This manuscript puts forward novel practicable spatiotemporal Bayesian factor analysis frameworks computationally feasible for moderate to large data. Our models exhibit significantly enhanced computational scalability and storage efficiency, deliver high overall modeling performances, and possess powerful inferential capabilities for adequately predicting outcomes at future time points or new spatial locations and satisfactorily clustering spatial locations into regions with similar temporal trajectories, a frequently encountered crucial task. We integrate on top of a baseline separable factor model with temporally dependent latent factors and spatially dependent factor loadings under a probit stick breaking process (PSBP) prior a new slice sampling algorithm that permits unknown varying numbers of spatial mixture components across all factors and guarantees them to be non-increasing through the MCMC iterations, thus considerably enhancing model flexibility, efficiency, and scalability. We further introduce a novel spatial latent nearest-neighbor Gaussian process (NNGP) prior and new sequential updating algorithms for the spatially varying latent variables in the PSBP prior, thereby attaining high spatial scalability. The markedly accelerated posterior sampling and spatial prediction as well as the great modeling and inferential performances of our models are substantiated by our simulation experiments.
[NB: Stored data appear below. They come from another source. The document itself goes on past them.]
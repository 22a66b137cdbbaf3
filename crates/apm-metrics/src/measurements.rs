// Copyright 2023-Present Datadog, Inc. https://www.datadoghq.com/
// SPDX-License-Identifier: Apache-2.0

//! Tagged counters ("measurements").
//!
//! Each series is identified by its metric name, whether its sum is reported,
//! and its sorted tag set. Recording adds to the series count and sum; a
//! drain hands every series to the caller and starts the table over.

use crate::constants::{
    TAG_ERRORS, TAG_HTTP_METHOD, TAG_HTTP_STATUS, TAG_TRANSACTION_NAME, TRANSACTION_RESPONSE_TIME,
};
use crate::tags::{identity_key, SortedTags};
use fnv::FnvHasher;
use hashbrown::HashMap;
use std::hash::BuildHasherDefault;
use std::sync::{Mutex, MutexGuard, PoisonError};

type MeasurementMap = HashMap<String, Measurement, BuildHasherDefault<FnvHasher>>;

/// A single aggregated counter series
#[derive(Clone, Debug, PartialEq)]
pub struct Measurement {
    pub name: String,
    pub tags: SortedTags,
    pub count: i64,
    pub sum: f64,
    pub report_sum: bool,
}

/// Dimensions of one span recorded against `TransactionResponseTime`.
#[derive(Clone, Copy, Debug)]
pub struct ResponseTimeSample<'a> {
    pub transaction: &'a str,
    pub method: &'a str,
    pub status: u16,
    pub has_error: bool,
    pub value: f64,
}

#[derive(Debug, Default)]
pub struct MeasurementTable {
    measurements: Mutex<MeasurementMap>,
}

impl MeasurementTable {
    #[must_use]
    pub fn new() -> Self {
        Self::default()
    }

    fn lock(&self) -> MutexGuard<'_, MeasurementMap> {
        self.measurements
            .lock()
            .unwrap_or_else(PoisonError::into_inner)
    }

    /// Adds `count` and `value` to the series identified by
    /// (`name`, `report_sum`, `tags`), creating it on first use.
    pub fn record(&self, name: &str, tags: &SortedTags, value: f64, count: i64, report_sum: bool) {
        let mut measurements = self.lock();
        record_locked(&mut measurements, name, tags, value, count, report_sum);
    }

    /// Records the response time fan-out of one span: a series keyed by the
    /// transaction, one more per HTTP method and status, and one flagged with
    /// `Errors=true` when the span failed. All series are updated under a
    /// single lock acquisition.
    pub fn record_response_time(&self, sample: &ResponseTimeSample<'_>) {
        let primary = SortedTags::from_pairs([(TAG_TRANSACTION_NAME, sample.transaction)]);
        let with_method = primary.with(TAG_HTTP_METHOD, sample.method);
        let with_status = primary.with(TAG_HTTP_STATUS, &sample.status.to_string());
        let with_error = sample
            .has_error
            .then(|| primary.with(TAG_ERRORS, "true"));

        let mut measurements = self.lock();
        for tags in [Some(&primary), Some(&with_method), Some(&with_status), with_error.as_ref()]
            .into_iter()
            .flatten()
        {
            record_locked(
                &mut measurements,
                TRANSACTION_RESPONSE_TIME,
                tags,
                sample.value,
                1,
                true,
            );
        }
    }

    /// Takes every series recorded so far and leaves the table empty.
    /// The order of the returned series is unspecified.
    pub fn drain_and_clear(&self) -> Vec<Measurement> {
        let drained = std::mem::take(&mut *self.lock());
        drained.into_values().collect()
    }

    #[must_use]
    pub fn len(&self) -> usize {
        self.lock().len()
    }

    #[must_use]
    pub fn is_empty(&self) -> bool {
        self.len() == 0
    }

    #[cfg(test)]
    pub(crate) fn get(&self, id: &str) -> Option<Measurement> {
        self.lock().get(id).cloned()
    }
}

fn record_locked(
    measurements: &mut MeasurementMap,
    name: &str,
    tags: &SortedTags,
    value: f64,
    count: i64,
    report_sum: bool,
) {
    let id = identity_key(name, report_sum, tags);
    let entry = measurements.entry(id).or_insert_with(|| Measurement {
        name: name.to_string(),
        tags: tags.clone(),
        count: 0,
        sum: 0.0,
        report_sum,
    });
    entry.count += count;
    entry.sum += value;
}

#[cfg(test)]
mod tests {
    use super::*;
    use std::sync::Arc;
    use std::thread;

    #[test]
    fn test_record_measurement() {
        let table = MeasurementTable::new();

        let t1 = SortedTags::from_pairs([("t1", "tag1"), ("t2", "tag2")]);
        table.record("name1", &t1, 111.11, 1, false);
        table.record("name1", &t1, 222.0, 1, false);
        let m = table
            .get("name1&false&t1:tag1&t2:tag2&")
            .expect("measurement should exist");
        assert_eq!(m.tags.get("t1"), Some("tag1"));
        assert_eq!(m.tags.get("t2"), Some("tag2"));
        assert!((m.sum - 333.11).abs() < 1e-9);
        assert_eq!(m.count, 2);
        assert!(!m.report_sum);

        let t2 = SortedTags::from_pairs([("t3", "tag3")]);
        table.record("name2", &t2, 123.456, 3, true);
        let m = table
            .get("name2&true&t3:tag3&")
            .expect("measurement should exist");
        assert_eq!(m.tags.get("t3"), Some("tag3"));
        assert_eq!(m.sum, 123.456);
        assert_eq!(m.count, 3);
        assert!(m.report_sum);
    }

    #[test]
    fn test_report_sum_is_part_of_identity() {
        let table = MeasurementTable::new();
        let tags = SortedTags::from_pairs([("k", "v")]);
        table.record("m", &tags, 1.0, 1, true);
        table.record("m", &tags, 1.0, 1, false);
        assert_eq!(table.len(), 2);
    }

    #[test]
    fn test_insertion_order_does_not_split_series() {
        let table = MeasurementTable::new();
        table.record(
            "m",
            &SortedTags::from_pairs([("a", "1"), ("b", "2")]),
            1.0,
            1,
            true,
        );
        table.record(
            "m",
            &SortedTags::from_pairs([("b", "2"), ("a", "1")]),
            2.0,
            1,
            true,
        );
        let drained = table.drain_and_clear();
        assert_eq!(drained.len(), 1);
        assert_eq!(drained[0].count, 2);
        assert_eq!(drained[0].sum, 3.0);
    }

    #[test]
    fn test_response_time_fan_out() {
        let table = MeasurementTable::new();
        table.record_response_time(&ResponseTimeSample {
            transaction: "/users",
            method: "GET",
            status: 200,
            has_error: false,
            value: 10.0,
        });
        assert_eq!(table.len(), 3);

        table.record_response_time(&ResponseTimeSample {
            transaction: "/users",
            method: "GET",
            status: 500,
            has_error: true,
            value: 30.0,
        });
        // new: status 500 and the error series
        assert_eq!(table.len(), 5);

        let primary = table
            .get("TransactionResponseTime&true&TransactionName:/users&")
            .expect("primary series");
        assert_eq!(primary.count, 2);
        assert_eq!(primary.sum, 40.0);

        let errors = table
            .get("TransactionResponseTime&true&Errors:true&TransactionName:/users&")
            .expect("error series");
        assert_eq!(errors.count, 1);
        assert_eq!(errors.tags.len(), 2);

        let by_method = table
            .get("TransactionResponseTime&true&HttpMethod:GET&TransactionName:/users&")
            .expect("method series");
        assert_eq!(by_method.count, 2);
        assert!(table
            .get("TransactionResponseTime&true&HttpStatus:500&TransactionName:/users&")
            .is_some());
    }

    #[test]
    fn test_drain_and_clear() {
        let table = MeasurementTable::new();
        table.record("m", &SortedTags::new(), 1.0, 1, true);
        assert_eq!(table.drain_and_clear().len(), 1);
        assert!(table.drain_and_clear().is_empty());
        assert!(table.is_empty());
    }

    #[test]
    fn test_concurrent_records_are_exact() {
        let table = Arc::new(MeasurementTable::new());
        let tags = SortedTags::from_pairs([("k", "v")]);
        let handles: Vec<_> = (0..8)
            .map(|_| {
                let table = Arc::clone(&table);
                let tags = tags.clone();
                thread::spawn(move || {
                    for _ in 0..1000 {
                        table.record("m", &tags, 2.0, 1, true);
                    }
                })
            })
            .collect();
        for handle in handles {
            handle.join().expect("thread panicked");
        }
        let drained = table.drain_and_clear();
        assert_eq!(drained.len(), 1);
        assert_eq!(drained[0].count, 8000);
        assert_eq!(drained[0].sum, 16000.0);
    }
}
翻译：本文提出了适用于中大规模数据的新型可实用化时空贝叶斯因子分析框架。所构建的模型在计算可扩展性与存储效率方面具有显著提升，能够实现整体建模性能的最优化，同时具备强大的推断能力，可准确预测未来时间点或新空间位置的输出结果，并有效完成将空间位置按相似时间轨迹进行聚类的关键任务。我们在基准可分离因子模型基础上，整合了具有时间依赖性潜在因子与空间依赖性因子载荷（采用probit stick breaking过程先验），并引入新型切片采样算法。该算法允许所有因子对应的空间混合成分数量未知且随MCMC迭代呈非递增变化，从而显著增强模型的灵活性、效率与可扩展性。进一步地，我们提出了适用于PSBP先验中空间变参数的新型空间潜在最近邻高斯过程（NNGP）先验与序贯更新算法，由此实现高空间可扩展性。仿真实验验证了模型在后验采样与空间预测速度上的显著加速，以及其卓越的建模与推断性能。